Je le lui dis. Il me demanda de lui montrer ma carte d’identité, pour y relever ma taille officielle. Puis il m’emmena sous une toise, qui indiqua exactement un mètre sept cent soixante-dix-huit millimètres.
— Êtes-vous sûr, me demanda Arranghi, qu’une erreur n’a pas été commise lorsque l’on a établi votre carte d’identité ?
— Je ne crois pas, lui dis-je.
Et j’insistai sur la constatation que j’avais faite quelques jours plus tôt dans ma bibliothèque en prenant un livre sur le plus haut rayon.
Il regarda de nouveau ma carte d’identité, cette fois pour en relever la date.
— Ainsi, me dit-il, vous avez grandi de quatre centimètres en moins de trois mois…
— C’est inquiétant ?
— Je ne crois pas, puisque tout indique que vous êtes en parfaite santé. Mais cela mérite examen… Je veux dire un examen plus approfondi de votre personne…

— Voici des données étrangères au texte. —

use std::fmt;

use serde::{Deserialize, Serialize};

use crate::core::{HistoryError, Result};

/// Stable identity of a changeset: logical id + author + source file path.
///
/// Within one changelog an identity resolves to at most one changeset and at
/// most one history record.
#[derive(Debug, Clone, PartialEq, Eq, Hash, Serialize, Deserialize)]
pub struct ChangeSetIdentity {
    id: String,
    author: String,
    file_path: String,
}

impl ChangeSetIdentity {
    /// Builds an identity, rejecting empty id or author.
    pub fn new(
        id: impl Into<String>,
        author: impl Into<String>,
        file_path: impl Into<String>,
    ) -> Result<Self> {
        let id = id.into();
        let author = author.into();

        if id.trim().is_empty() {
            return Err(HistoryError::InvalidIdentity(
                "changeset id must not be empty".to_string(),
            ));
        }
        if author.trim().is_empty() {
            return Err(HistoryError::InvalidIdentity(format!(
                "changeset '{}' has no author",
                id
            )));
        }

        Ok(Self {
            id,
            author,
            file_path: file_path.into(),
        })
    }

    pub fn id(&self) -> &str {
        &self.id
    }

    pub fn author(&self) -> &str {
        &self.author
    }

    pub fn file_path(&self) -> &str {
        &self.file_path
    }

    /// Structural validity check for identities that bypassed [`Self::new`],
    /// e.g. records deserialized from a history file.
    pub(crate) fn is_well_formed(&self) -> bool {
        !self.id.trim().is_empty() && !self.author.trim().is_empty()
    }
}

impl fmt::Display for ChangeSetIdentity {
    fn fmt(&self, f: &mut fmt::Formatter<'_>) -> fmt::Result {
        write!(f, "{}::{}::{}", self.file_path, self.id, self.author)
    }
}

/// An immutable migration unit definition.
///
/// The `body` is the content the injected checksum strategy hashes; the
/// declared contexts and dbms list are consumed by the acceptance filters.
#[derive(Debug, Clone)]
pub struct ChangeSet {
    identity: ChangeSetIdentity,
    body: String,
    run_on_change: bool,
    contexts: Vec<String>,
    dbms: Vec<String>,
}

impl ChangeSet {
    pub fn new(identity: ChangeSetIdentity, body: impl Into<String>) -> Self {
        Self {
            identity,
            body: body.into(),
            run_on_change: false,
            contexts: Vec::new(),
            dbms: Vec::new(),
        }
    }

    /// Marks the changeset as re-executable when its definition changes.
    pub fn run_on_change(mut self) -> Self {
        self.run_on_change = true;
        self
    }

    /// Declares the execution contexts this changeset belongs to.
    pub fn with_contexts<I, S>(mut self, contexts: I) -> Self
    where
        I: IntoIterator<Item = S>,
        S: Into<String>,
    {
        self.contexts = contexts.into_iter().map(Into::into).collect();
        self
    }

    /// Declares the database platforms this changeset applies to. A leading
    /// `!` excludes a platform; `all` and `none` are wildcards.
    pub fn with_dbms<I, S>(mut self, dbms: I) -> Self
    where
        I: IntoIterator<Item = S>,
        S: Into<String>,
    {
        self.dbms = dbms.into_iter().map(Into::into).collect();
        self
    }

    pub fn identity(&self) -> &ChangeSetIdentity {
        &self.identity
    }

    pub fn body(&self) -> &str {
        &self.body
    }

    pub fn should_run_on_change(&self) -> bool {
        self.run_on_change
    }

    pub fn contexts(&self) -> &[String] {
        &self.contexts
    }

    pub fn dbms(&self) -> &[String] {
        &self.dbms
    }
}

impl fmt::Display for ChangeSet {
    fn fmt(&self, f: &mut fmt::Formatter<'_>) -> fmt::Result {
        write!(f, "{}", self.identity)
    }
}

— Y a-t-il des cas semblables ?
— Mon cher, je ne suis pas un spécialiste de la croissance. Et vous êtes le premier exemple de ce genre dont j’aie personnellement à m’occuper. Mais je sais qu’il y a déjà eu des anomalies. Je sais en tout cas qu’il existe des gens – bien que cette particularité soit extrêmement rare – qui ne cessent pratiquement jamais de grandir. Ils grandissent avec une lenteur extrême, mais ils grandissent… Chez l’enfant et l’adolescent, la croissance est d’ailleurs un phénomène très irrégulier… Certains enfants semblent « noués ». On a l’impression qu’ils n’auront, devenus adultes, qu’une taille médiocre. Puis brusquement, parfois à la suite de quelque maladie même bénigne, ils se mettent à grandir beaucoup plus rapidement et atteignent une taille normale. Vous êtes encore jeune, mon cher André. Je ne serais pas surpris que les spécialistes de cette question – que je vais consulter – me fassent savoir qu’un homme, jusque vers la trentaine, est susceptible de grandir encore quelque peu à la suite de quelque petit choc psychologique. Cet accès de fièvre que vous avez eu sur la planète Sérigny n’est peut-être pas étranger à ce qui vous arrive…
Je me sentis rassuré. Visiblement, mon cas, sans être fréquent, n’avait rien d’absolument insolite. Même, j’acceptais déjà dans mon for intérieur, de grandir encore de quelques centimètres… Jusqu’à un mètre quatre-vingt-deux ou quatre-vingt-trois… Pourtant, je demandai :
— N’y a-t-il aucun moyen d’arrêter ce phénomène ?
Le médecin eut un sourire.
— Vous êtes en bon état physique, dit-il. Le mieux, à mon sens, est de laisser faire la nature. Je ne vois d’ailleurs pas comment je pourrais intervenir. Mais rassurez-vous, cher ami. Il n’y a rien d’inquiétant dans votre cas… Revenez samedi… D’ici là, j’aurai consulté mes collègues… Et s’il y a un traitement à vous appliquer, nous vous l’appliquerons.